* DATA SHOWN *
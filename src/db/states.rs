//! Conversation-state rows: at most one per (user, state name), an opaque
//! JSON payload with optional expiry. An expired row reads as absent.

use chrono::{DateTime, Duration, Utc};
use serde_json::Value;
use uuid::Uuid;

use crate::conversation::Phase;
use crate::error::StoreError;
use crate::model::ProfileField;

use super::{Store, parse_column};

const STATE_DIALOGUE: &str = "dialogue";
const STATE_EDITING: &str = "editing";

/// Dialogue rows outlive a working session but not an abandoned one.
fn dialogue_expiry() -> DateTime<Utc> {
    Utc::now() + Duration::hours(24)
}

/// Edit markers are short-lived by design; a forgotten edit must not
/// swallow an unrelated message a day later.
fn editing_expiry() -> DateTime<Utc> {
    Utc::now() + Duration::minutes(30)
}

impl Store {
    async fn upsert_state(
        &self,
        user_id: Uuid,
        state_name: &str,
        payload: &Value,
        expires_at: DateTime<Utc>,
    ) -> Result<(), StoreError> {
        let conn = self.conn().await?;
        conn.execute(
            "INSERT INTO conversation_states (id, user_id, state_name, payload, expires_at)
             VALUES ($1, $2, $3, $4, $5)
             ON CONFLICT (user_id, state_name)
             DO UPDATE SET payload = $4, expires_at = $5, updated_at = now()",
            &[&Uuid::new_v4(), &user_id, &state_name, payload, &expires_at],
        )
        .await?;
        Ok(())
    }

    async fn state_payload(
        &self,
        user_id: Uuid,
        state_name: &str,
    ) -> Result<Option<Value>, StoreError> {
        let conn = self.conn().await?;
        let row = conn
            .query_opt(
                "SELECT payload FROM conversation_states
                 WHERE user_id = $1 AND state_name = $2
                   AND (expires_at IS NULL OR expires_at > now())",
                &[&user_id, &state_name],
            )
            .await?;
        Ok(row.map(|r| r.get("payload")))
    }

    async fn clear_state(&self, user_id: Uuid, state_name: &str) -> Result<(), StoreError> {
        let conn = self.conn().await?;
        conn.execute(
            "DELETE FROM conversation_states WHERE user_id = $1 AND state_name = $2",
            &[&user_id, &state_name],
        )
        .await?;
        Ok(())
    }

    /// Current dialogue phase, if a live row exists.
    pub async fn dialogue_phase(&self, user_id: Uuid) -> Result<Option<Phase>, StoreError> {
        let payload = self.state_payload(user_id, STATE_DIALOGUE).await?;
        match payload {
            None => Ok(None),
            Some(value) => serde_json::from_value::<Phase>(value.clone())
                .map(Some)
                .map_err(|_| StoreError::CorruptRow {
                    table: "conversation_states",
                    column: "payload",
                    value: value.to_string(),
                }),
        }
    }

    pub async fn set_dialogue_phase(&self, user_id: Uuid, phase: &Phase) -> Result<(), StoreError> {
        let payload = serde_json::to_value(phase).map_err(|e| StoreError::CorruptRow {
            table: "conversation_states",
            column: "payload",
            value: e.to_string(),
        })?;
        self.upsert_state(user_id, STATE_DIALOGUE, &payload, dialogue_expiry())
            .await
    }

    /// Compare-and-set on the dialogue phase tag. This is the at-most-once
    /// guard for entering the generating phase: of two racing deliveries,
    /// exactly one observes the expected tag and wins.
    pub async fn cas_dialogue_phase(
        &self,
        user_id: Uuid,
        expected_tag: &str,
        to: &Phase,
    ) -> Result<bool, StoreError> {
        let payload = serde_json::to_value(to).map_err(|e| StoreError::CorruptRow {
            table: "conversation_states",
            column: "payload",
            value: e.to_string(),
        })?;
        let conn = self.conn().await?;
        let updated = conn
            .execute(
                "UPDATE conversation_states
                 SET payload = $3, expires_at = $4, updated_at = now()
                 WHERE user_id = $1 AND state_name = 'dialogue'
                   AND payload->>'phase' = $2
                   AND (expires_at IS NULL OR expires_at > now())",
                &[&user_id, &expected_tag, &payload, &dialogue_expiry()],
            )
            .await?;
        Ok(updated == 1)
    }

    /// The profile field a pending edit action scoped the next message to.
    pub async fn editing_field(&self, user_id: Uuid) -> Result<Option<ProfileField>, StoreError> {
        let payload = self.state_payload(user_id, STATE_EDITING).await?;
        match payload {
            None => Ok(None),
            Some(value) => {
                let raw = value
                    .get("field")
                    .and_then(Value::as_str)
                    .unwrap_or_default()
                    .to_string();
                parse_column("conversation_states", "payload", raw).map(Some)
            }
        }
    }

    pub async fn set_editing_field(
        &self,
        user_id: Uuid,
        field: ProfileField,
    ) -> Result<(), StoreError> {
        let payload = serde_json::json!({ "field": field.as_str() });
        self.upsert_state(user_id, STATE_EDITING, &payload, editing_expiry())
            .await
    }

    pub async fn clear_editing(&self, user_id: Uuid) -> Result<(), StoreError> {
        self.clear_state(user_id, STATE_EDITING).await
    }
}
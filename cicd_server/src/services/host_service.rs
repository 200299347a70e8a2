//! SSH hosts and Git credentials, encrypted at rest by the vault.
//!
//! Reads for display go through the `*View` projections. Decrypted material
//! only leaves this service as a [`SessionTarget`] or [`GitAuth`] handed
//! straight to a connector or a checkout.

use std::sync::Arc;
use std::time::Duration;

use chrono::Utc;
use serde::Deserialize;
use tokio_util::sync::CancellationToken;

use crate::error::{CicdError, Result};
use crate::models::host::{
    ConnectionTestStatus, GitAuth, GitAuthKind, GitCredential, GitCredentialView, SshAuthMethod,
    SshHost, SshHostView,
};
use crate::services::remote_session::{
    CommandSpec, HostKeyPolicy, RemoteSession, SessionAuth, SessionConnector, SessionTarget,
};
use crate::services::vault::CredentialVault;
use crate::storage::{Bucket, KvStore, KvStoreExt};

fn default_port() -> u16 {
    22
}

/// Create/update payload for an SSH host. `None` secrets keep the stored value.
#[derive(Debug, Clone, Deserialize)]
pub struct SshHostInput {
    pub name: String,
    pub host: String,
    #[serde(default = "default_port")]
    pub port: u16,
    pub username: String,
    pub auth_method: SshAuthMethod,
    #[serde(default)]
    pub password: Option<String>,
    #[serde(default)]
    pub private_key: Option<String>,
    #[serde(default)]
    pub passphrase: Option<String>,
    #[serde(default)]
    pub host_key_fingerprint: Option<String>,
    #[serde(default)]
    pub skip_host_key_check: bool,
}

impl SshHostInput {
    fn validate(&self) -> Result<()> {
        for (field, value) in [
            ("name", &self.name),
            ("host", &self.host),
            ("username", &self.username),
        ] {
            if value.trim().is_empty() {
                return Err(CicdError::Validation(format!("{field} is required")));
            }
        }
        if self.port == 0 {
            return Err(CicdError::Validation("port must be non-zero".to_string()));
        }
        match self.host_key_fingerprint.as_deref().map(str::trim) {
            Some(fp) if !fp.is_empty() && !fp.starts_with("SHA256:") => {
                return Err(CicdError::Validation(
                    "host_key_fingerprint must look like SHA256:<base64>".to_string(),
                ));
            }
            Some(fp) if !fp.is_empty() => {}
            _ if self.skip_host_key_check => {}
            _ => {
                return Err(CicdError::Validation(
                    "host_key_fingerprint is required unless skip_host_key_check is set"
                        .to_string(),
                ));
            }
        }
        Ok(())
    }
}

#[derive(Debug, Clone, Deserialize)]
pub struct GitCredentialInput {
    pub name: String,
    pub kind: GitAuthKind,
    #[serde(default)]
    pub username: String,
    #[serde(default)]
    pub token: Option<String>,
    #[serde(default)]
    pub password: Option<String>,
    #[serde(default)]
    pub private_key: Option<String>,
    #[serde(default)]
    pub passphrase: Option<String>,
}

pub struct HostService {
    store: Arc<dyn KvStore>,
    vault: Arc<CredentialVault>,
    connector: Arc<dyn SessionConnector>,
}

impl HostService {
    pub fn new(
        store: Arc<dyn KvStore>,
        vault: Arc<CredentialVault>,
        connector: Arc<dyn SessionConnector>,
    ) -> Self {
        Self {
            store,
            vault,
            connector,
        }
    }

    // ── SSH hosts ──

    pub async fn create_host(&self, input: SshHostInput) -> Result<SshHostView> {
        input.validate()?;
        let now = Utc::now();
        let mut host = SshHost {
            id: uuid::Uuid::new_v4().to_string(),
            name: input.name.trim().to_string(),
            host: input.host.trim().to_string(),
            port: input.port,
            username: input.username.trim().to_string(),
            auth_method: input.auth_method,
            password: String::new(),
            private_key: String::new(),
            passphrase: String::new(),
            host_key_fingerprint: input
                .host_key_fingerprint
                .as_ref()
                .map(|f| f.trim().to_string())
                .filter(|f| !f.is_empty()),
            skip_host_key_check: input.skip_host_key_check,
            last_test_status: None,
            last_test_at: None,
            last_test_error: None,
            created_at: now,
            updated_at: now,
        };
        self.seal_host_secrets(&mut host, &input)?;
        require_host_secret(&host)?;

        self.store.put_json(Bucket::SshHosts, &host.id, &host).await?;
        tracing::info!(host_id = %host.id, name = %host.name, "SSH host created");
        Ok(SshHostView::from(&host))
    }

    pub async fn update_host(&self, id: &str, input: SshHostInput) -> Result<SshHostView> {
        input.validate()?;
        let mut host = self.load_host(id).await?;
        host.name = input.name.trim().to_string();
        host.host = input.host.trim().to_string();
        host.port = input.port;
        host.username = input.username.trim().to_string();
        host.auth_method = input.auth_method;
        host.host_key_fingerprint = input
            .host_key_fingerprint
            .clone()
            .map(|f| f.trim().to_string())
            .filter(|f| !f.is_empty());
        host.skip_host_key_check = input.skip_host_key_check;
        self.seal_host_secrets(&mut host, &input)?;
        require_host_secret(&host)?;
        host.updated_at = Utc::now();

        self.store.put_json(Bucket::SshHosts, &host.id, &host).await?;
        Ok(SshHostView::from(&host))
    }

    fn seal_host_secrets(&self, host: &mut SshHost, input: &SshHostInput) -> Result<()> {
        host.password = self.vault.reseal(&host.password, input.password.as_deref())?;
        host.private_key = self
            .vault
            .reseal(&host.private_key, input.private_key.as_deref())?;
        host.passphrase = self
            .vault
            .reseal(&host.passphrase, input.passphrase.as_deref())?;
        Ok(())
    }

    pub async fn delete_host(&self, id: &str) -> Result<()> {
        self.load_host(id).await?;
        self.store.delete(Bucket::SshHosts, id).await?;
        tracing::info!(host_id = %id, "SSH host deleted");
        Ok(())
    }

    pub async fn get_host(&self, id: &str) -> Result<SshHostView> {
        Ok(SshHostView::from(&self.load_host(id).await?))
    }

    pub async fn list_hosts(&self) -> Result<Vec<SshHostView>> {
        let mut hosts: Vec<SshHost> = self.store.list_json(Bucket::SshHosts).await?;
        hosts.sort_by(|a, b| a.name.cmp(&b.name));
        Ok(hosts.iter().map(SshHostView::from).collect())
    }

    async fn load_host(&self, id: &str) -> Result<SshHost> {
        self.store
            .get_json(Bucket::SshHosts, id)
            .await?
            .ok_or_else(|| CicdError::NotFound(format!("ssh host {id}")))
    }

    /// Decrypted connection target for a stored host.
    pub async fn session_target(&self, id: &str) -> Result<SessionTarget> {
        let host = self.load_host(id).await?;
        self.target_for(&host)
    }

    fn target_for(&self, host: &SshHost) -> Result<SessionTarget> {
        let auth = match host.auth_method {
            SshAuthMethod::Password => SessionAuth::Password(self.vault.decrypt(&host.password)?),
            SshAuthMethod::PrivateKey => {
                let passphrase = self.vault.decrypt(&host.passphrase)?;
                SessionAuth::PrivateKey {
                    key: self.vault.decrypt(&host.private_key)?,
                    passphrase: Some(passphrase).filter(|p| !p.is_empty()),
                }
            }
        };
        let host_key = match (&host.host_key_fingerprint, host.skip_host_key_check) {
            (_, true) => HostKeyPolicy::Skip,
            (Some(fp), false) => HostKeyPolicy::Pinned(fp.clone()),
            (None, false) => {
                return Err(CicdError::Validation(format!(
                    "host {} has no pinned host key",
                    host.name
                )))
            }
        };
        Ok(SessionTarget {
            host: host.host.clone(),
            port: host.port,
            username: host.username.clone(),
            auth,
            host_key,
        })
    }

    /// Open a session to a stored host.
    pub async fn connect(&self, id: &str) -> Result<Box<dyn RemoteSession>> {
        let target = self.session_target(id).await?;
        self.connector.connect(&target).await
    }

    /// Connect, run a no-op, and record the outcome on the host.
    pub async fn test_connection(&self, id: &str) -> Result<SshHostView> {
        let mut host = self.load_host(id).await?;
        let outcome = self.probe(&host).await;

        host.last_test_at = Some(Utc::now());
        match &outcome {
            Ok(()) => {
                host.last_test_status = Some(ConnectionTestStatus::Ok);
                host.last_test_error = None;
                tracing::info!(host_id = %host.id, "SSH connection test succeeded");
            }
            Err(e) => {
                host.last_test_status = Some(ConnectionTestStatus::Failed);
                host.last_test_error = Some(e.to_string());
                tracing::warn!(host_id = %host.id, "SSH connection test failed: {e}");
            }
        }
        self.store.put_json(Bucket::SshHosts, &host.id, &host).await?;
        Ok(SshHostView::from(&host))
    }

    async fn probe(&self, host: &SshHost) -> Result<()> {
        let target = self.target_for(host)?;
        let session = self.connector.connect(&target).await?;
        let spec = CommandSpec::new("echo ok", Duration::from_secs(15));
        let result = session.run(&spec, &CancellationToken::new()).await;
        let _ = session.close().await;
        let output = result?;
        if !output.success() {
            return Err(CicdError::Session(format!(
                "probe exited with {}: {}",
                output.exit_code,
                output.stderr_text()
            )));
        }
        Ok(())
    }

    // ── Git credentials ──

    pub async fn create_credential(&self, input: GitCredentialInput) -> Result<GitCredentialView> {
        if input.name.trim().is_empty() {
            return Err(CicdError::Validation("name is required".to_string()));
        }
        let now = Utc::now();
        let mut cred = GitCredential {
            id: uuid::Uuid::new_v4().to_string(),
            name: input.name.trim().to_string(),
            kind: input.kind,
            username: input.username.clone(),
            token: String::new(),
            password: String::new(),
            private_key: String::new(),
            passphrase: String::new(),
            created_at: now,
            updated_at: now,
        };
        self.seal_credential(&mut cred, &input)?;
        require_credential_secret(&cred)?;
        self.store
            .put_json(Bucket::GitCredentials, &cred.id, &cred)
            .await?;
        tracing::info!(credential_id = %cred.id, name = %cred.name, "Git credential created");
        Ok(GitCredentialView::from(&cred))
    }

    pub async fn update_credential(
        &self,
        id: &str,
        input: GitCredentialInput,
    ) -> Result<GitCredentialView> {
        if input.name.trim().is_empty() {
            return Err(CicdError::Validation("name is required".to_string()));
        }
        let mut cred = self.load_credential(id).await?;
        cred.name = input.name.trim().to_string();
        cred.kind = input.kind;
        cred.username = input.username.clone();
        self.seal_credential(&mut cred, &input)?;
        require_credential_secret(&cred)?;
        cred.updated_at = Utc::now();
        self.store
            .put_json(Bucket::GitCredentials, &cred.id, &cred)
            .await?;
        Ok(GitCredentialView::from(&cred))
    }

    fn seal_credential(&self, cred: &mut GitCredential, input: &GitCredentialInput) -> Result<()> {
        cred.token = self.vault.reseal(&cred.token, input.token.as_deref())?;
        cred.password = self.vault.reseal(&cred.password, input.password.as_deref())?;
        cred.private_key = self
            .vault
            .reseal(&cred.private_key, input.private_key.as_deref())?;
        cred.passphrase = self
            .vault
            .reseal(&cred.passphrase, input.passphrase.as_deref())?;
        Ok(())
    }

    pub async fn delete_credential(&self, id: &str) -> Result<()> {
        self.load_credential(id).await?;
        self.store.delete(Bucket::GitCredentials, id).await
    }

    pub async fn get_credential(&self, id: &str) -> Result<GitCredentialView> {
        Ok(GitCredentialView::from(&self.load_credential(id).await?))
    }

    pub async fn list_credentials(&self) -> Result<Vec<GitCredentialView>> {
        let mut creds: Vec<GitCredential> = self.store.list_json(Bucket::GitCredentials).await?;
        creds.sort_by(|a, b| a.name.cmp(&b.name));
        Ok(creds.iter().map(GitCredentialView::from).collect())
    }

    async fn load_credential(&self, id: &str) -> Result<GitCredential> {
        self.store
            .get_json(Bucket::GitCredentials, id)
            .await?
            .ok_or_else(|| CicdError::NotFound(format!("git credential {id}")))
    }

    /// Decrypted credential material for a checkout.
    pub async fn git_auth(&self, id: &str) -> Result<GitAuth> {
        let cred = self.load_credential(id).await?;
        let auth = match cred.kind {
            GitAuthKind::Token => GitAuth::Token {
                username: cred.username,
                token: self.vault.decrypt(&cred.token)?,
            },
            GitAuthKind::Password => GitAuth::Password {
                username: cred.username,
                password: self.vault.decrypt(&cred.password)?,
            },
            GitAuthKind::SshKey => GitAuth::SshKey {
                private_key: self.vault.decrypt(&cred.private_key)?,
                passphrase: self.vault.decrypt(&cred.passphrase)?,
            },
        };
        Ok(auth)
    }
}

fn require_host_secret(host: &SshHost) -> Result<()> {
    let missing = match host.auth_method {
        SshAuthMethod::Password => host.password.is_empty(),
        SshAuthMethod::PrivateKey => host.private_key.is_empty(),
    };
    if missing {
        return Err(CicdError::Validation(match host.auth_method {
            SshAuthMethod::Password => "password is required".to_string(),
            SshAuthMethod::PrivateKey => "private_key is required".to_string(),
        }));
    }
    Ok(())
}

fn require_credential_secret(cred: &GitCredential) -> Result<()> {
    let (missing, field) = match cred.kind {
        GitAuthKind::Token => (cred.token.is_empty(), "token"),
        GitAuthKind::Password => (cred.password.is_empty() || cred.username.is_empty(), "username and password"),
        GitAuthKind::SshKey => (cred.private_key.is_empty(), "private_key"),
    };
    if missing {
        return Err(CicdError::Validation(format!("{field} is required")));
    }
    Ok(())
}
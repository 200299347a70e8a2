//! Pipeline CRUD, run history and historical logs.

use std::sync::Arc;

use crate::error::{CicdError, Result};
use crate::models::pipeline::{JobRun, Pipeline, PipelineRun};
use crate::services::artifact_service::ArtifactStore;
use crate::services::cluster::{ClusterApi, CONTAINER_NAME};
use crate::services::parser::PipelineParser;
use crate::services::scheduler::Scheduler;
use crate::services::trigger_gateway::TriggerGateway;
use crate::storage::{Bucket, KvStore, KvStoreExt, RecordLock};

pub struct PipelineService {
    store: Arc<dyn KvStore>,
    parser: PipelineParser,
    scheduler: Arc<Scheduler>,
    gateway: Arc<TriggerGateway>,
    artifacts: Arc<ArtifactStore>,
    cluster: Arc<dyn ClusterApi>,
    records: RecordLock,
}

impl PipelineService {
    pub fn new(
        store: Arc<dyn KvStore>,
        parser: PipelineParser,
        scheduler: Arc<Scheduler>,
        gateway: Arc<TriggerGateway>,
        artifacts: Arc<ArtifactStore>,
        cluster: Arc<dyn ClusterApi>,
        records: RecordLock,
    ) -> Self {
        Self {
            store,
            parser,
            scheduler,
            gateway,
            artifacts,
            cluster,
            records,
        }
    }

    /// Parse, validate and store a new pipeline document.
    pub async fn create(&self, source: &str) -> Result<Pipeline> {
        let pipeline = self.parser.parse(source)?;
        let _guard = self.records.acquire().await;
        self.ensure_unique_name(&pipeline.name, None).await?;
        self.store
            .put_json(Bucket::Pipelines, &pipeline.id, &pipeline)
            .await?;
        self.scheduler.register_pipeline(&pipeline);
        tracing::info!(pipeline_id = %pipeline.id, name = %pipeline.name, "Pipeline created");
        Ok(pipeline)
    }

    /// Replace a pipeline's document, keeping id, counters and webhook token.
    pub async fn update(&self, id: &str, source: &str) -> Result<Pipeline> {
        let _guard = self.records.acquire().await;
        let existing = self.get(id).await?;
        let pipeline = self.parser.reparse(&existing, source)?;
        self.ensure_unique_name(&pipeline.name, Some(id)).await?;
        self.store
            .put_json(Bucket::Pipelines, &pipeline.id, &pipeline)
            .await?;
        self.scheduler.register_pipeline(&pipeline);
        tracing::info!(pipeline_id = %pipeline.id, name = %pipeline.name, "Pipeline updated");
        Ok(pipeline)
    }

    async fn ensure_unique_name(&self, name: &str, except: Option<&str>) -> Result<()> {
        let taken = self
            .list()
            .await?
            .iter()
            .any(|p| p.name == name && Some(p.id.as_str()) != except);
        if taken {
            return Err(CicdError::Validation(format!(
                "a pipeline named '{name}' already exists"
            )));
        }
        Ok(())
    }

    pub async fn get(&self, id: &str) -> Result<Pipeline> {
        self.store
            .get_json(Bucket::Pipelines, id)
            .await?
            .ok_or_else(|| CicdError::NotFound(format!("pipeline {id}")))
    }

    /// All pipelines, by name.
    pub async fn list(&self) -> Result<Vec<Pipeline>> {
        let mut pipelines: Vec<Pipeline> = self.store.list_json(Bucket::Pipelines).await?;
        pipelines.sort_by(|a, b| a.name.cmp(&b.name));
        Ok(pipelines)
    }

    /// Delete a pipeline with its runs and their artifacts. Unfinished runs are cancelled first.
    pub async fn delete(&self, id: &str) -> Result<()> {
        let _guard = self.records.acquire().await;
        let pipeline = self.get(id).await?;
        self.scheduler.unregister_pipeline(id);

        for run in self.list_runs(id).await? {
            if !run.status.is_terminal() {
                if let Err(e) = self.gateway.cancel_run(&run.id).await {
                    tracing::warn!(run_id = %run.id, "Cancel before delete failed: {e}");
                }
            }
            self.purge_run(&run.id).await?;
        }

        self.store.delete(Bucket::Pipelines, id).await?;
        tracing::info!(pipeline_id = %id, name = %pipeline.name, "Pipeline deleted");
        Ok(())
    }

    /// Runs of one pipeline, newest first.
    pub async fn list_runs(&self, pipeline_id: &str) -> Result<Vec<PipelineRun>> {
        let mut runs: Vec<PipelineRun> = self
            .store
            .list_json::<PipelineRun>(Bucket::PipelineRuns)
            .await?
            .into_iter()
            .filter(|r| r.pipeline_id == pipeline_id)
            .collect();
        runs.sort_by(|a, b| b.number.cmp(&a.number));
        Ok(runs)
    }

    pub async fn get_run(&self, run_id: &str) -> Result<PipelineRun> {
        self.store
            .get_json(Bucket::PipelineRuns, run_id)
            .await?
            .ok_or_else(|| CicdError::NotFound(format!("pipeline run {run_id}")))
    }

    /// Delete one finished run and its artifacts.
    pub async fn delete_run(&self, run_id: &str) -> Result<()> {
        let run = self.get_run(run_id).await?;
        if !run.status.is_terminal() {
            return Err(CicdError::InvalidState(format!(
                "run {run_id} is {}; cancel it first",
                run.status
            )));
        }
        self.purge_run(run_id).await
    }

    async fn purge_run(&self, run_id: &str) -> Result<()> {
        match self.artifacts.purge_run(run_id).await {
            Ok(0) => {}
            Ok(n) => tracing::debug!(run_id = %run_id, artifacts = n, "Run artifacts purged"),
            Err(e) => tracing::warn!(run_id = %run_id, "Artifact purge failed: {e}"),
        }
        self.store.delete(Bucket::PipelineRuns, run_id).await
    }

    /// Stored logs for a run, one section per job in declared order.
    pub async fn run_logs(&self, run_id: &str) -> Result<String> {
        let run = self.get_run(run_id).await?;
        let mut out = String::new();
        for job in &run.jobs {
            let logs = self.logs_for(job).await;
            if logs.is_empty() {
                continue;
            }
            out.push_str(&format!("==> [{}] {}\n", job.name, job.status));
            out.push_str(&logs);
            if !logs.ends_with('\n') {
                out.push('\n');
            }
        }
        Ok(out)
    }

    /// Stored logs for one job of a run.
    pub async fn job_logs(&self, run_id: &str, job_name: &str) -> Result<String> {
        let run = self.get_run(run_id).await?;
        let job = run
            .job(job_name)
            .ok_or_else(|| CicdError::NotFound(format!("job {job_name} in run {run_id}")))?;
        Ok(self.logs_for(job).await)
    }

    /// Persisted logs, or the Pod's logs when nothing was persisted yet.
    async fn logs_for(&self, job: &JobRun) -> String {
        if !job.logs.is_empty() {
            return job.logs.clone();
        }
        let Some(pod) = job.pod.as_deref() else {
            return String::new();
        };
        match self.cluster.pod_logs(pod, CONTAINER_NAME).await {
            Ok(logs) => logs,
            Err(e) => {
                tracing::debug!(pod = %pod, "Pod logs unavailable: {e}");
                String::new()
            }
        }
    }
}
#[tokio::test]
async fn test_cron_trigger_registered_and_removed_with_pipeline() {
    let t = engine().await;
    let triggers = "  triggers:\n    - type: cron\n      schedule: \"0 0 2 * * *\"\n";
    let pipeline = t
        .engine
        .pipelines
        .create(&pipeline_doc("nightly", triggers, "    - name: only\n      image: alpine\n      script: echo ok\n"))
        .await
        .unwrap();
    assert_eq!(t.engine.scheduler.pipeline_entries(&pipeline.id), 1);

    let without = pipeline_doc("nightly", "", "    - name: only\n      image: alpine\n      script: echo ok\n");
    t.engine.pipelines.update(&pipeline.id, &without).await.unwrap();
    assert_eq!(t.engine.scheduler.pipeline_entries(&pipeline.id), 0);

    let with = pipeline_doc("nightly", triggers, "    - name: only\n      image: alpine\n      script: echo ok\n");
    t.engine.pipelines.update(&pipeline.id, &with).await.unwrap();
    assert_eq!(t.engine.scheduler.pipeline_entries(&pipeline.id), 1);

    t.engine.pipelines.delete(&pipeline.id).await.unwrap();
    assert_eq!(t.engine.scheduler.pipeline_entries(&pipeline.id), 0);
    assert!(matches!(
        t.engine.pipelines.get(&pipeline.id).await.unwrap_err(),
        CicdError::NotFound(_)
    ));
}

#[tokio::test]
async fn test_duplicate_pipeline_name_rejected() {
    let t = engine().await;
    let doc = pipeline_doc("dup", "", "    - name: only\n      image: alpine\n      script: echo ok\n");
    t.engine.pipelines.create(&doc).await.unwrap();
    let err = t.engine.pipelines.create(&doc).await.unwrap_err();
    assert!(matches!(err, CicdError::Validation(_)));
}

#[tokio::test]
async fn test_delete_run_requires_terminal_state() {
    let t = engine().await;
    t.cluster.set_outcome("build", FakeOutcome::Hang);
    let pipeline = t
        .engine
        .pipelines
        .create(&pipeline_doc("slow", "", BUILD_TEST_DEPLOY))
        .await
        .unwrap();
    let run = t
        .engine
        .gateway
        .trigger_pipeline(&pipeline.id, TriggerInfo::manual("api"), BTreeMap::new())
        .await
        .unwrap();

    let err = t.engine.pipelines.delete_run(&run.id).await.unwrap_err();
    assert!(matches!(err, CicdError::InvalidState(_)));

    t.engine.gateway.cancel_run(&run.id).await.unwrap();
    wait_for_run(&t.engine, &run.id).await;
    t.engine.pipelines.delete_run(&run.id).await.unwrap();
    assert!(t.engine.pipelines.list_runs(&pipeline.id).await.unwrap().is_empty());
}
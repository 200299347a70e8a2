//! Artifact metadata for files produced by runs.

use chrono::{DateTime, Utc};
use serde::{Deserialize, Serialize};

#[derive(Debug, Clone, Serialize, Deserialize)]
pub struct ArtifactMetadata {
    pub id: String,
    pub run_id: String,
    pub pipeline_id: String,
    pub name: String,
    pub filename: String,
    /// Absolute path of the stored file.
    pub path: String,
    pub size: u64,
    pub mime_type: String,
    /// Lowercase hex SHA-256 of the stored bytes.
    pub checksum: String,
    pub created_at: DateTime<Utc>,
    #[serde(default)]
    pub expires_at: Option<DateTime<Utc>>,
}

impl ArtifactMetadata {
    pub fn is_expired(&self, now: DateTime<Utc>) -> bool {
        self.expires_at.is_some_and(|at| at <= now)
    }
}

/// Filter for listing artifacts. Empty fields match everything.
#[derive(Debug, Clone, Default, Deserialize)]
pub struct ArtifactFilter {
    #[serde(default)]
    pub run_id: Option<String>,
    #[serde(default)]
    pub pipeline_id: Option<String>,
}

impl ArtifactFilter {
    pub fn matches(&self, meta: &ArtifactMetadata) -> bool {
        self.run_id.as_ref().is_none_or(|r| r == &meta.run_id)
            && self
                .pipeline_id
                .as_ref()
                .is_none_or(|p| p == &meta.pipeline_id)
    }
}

* TASK DIRECTIONS *
Where the string "SessionTarget" occurs in a line of the listing above, count that line, then report the total and nothing else.

* RESULT BELOW *
5